A REVIEW ON GENE THERAPY: HISTORY, VECTORS, TECHNOLOGIES AND APPLICATION
Garima Verma* and Manoj Kumar Mishra
ABSTRACT
Gene therapy can be broadly defined as the transfer of genetic material to cure a disease or at least to improve the clinical status of a patient. One of the basic concepts of gene therapy is to transform viruses into genetic shuttles, which will deliver the gene of interest into the target cells. Safe methods have been devised to do this, using several viral and non-viral vectors. Two main approaches emerged: in vivo modification and ex vivo modification. Retrovirus, adenovirus, adeno-associated virus are suitable for gene therapeutic approaches which are based on permanent expression of the therapeutic gene. Non-viral vectors are far less efficient than viral vectors, but they have
advantages due to their low immunogenicity and their large capacity for therapeutic DNA. To improve the function of non-viral vectors, the addition of viral functions such as receptor mediated uptake and nuclear translocation of DNA may finally lead to the development of an artificial virus.
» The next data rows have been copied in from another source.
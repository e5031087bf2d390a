//! End-to-end pipeline tests against a mock Habitica server

use habitica_cli::{run_profile_export, run_tasks_export, RunSummary, SourceOutcome};
use habitica_core::{test_utils, DataExporter, ExportConfig, HabiticaClient, HabiticaConfig};
use tempfile::TempDir;
use wiremock::matchers::{method, path};
use wiremock::{Mock, MockServer, ResponseTemplate};

fn pipeline_for(server: &MockServer, dir: &TempDir) -> (HabiticaClient, DataExporter) {
    let config = HabiticaConfig::new("8da99757-7c6e-467c-9024-6d254e6645e3", "test-token")
        .with_base_url(server.uri());
    let client = HabiticaClient::new(&config).unwrap();
    let exporter = DataExporter::new(ExportConfig::new(dir.path()).with_include_rewards(true));
    (client, exporter)
}

async fn mount_tasks_ok(server: &MockServer) {
    Mock::given(method("GET"))
        .and(path("/tasks/user"))
        .respond_with(ResponseTemplate::new(200).set_body_json(test_utils::tasks_response()))
        .mount(server)
        .await;
}

async fn mount_profile_ok(server: &MockServer) {
    Mock::given(method("GET"))
        .and(path("/user"))
        .respond_with(ResponseTemplate::new(200).set_body_json(test_utils::profile_response()))
        .mount(server)
        .await;
}

#[tokio::test]
async fn full_export_writes_all_six_files() {
    let server = MockServer::start().await;
    mount_tasks_ok(&server).await;
    mount_profile_ok(&server).await;

    let dir = TempDir::new().unwrap();
    let (client, exporter) = pipeline_for(&server, &dir);

    let summary = RunSummary {
        profile: run_profile_export(&client, &exporter).await,
        tasks: run_tasks_export(&client, &exporter).await,
    };

    assert_eq!(
        summary.tasks,
        SourceOutcome::Exported {
            rows: test_utils::sample_tasks().len()
        }
    );
    assert_eq!(summary.profile, SourceOutcome::Exported { rows: 2 });
    assert!(!summary.all_failed());

    for name in [
        "habits.csv",
        "dailies.csv",
        "todos.csv",
        "rewards.csv",
        "user_stats.csv",
        "user_achievements.csv",
    ] {
        assert!(dir.path().join(name).exists(), "{name} missing");
    }
}

#[tokio::test]
async fn profile_failure_does_not_prevent_task_export() {
    let server = MockServer::start().await;
    mount_tasks_ok(&server).await;
    Mock::given(method("GET"))
        .and(path("/user"))
        .respond_with(ResponseTemplate::new(500))
        .mount(&server)
        .await;

    let dir = TempDir::new().unwrap();
    let (client, exporter) = pipeline_for(&server, &dir);

    let profile = run_profile_export(&client, &exporter).await;
    let tasks = run_tasks_export(&client, &exporter).await;

    assert!(matches!(profile, SourceOutcome::Failed { .. }));
    assert!(matches!(tasks, SourceOutcome::Exported { .. }));
    assert!(dir.path().join("habits.csv").exists());
    assert!(!dir.path().join("user_stats.csv").exists());
}

#[tokio::test]
async fn task_failure_does_not_prevent_profile_export() {
    let server = MockServer::start().await;
    mount_profile_ok(&server).await;
    Mock::given(method("GET"))
        .and(path("/tasks/user"))
        .respond_with(ResponseTemplate::new(502))
        .mount(&server)
        .await;

    let dir = TempDir::new().unwrap();
    let (client, exporter) = pipeline_for(&server, &dir);

    let tasks = run_tasks_export(&client, &exporter).await;
    let profile = run_profile_export(&client, &exporter).await;

    assert!(matches!(tasks, SourceOutcome::Failed { .. }));
    assert_eq!(profile, SourceOutcome::Exported { rows: 2 });
    assert!(dir.path().join("user_stats.csv").exists());
}

#[tokio::test]
async fn api_level_failure_skips_export_with_distinct_reason() {
    let server = MockServer::start().await;
    Mock::given(method("GET"))
        .and(path("/tasks/user"))
        .respond_with(ResponseTemplate::new(200).set_body_json(test_utils::failed_response()))
        .mount(&server)
        .await;

    let dir = TempDir::new().unwrap();
    let (client, exporter) = pipeline_for(&server, &dir);

    let outcome = run_tasks_export(&client, &exporter).await;

    match outcome {
        SourceOutcome::Failed { reason } => {
            assert!(reason.contains("not successful"));
            assert!(!reason.contains("transport"));
        }
        other => panic!("expected Failed, got {other:?}"),
    }
    assert!(!dir.path().join("habits.csv").exists());
}

#[tokio::test]
async fn both_sources_failing_marks_the_run_failed() {
    let server = MockServer::start().await;
    Mock::given(method("GET"))
        .respond_with(ResponseTemplate::new(503))
        .mount(&server)
        .await;

    let dir = TempDir::new().unwrap();
    let (client, exporter) = pipeline_for(&server, &dir);

    let summary = RunSummary {
        profile: run_profile_export(&client, &exporter).await,
        tasks: run_tasks_export(&client, &exporter).await,
    };

    assert!(summary.all_failed());
}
Gene transfer protocols have been approved for human use in inherited diseases, cancers and acquired disorders. Although the available vector systems are able to deliver genes in vivo into cells, the ideal delivery vehicle has not been found. Thus, the present viral vectors should be used only with great caution in human beings and further progress in vector development is necessary.
Keywords: Gene Therapy, Viral vectors, Immunogenicity, Adeno- associated virus.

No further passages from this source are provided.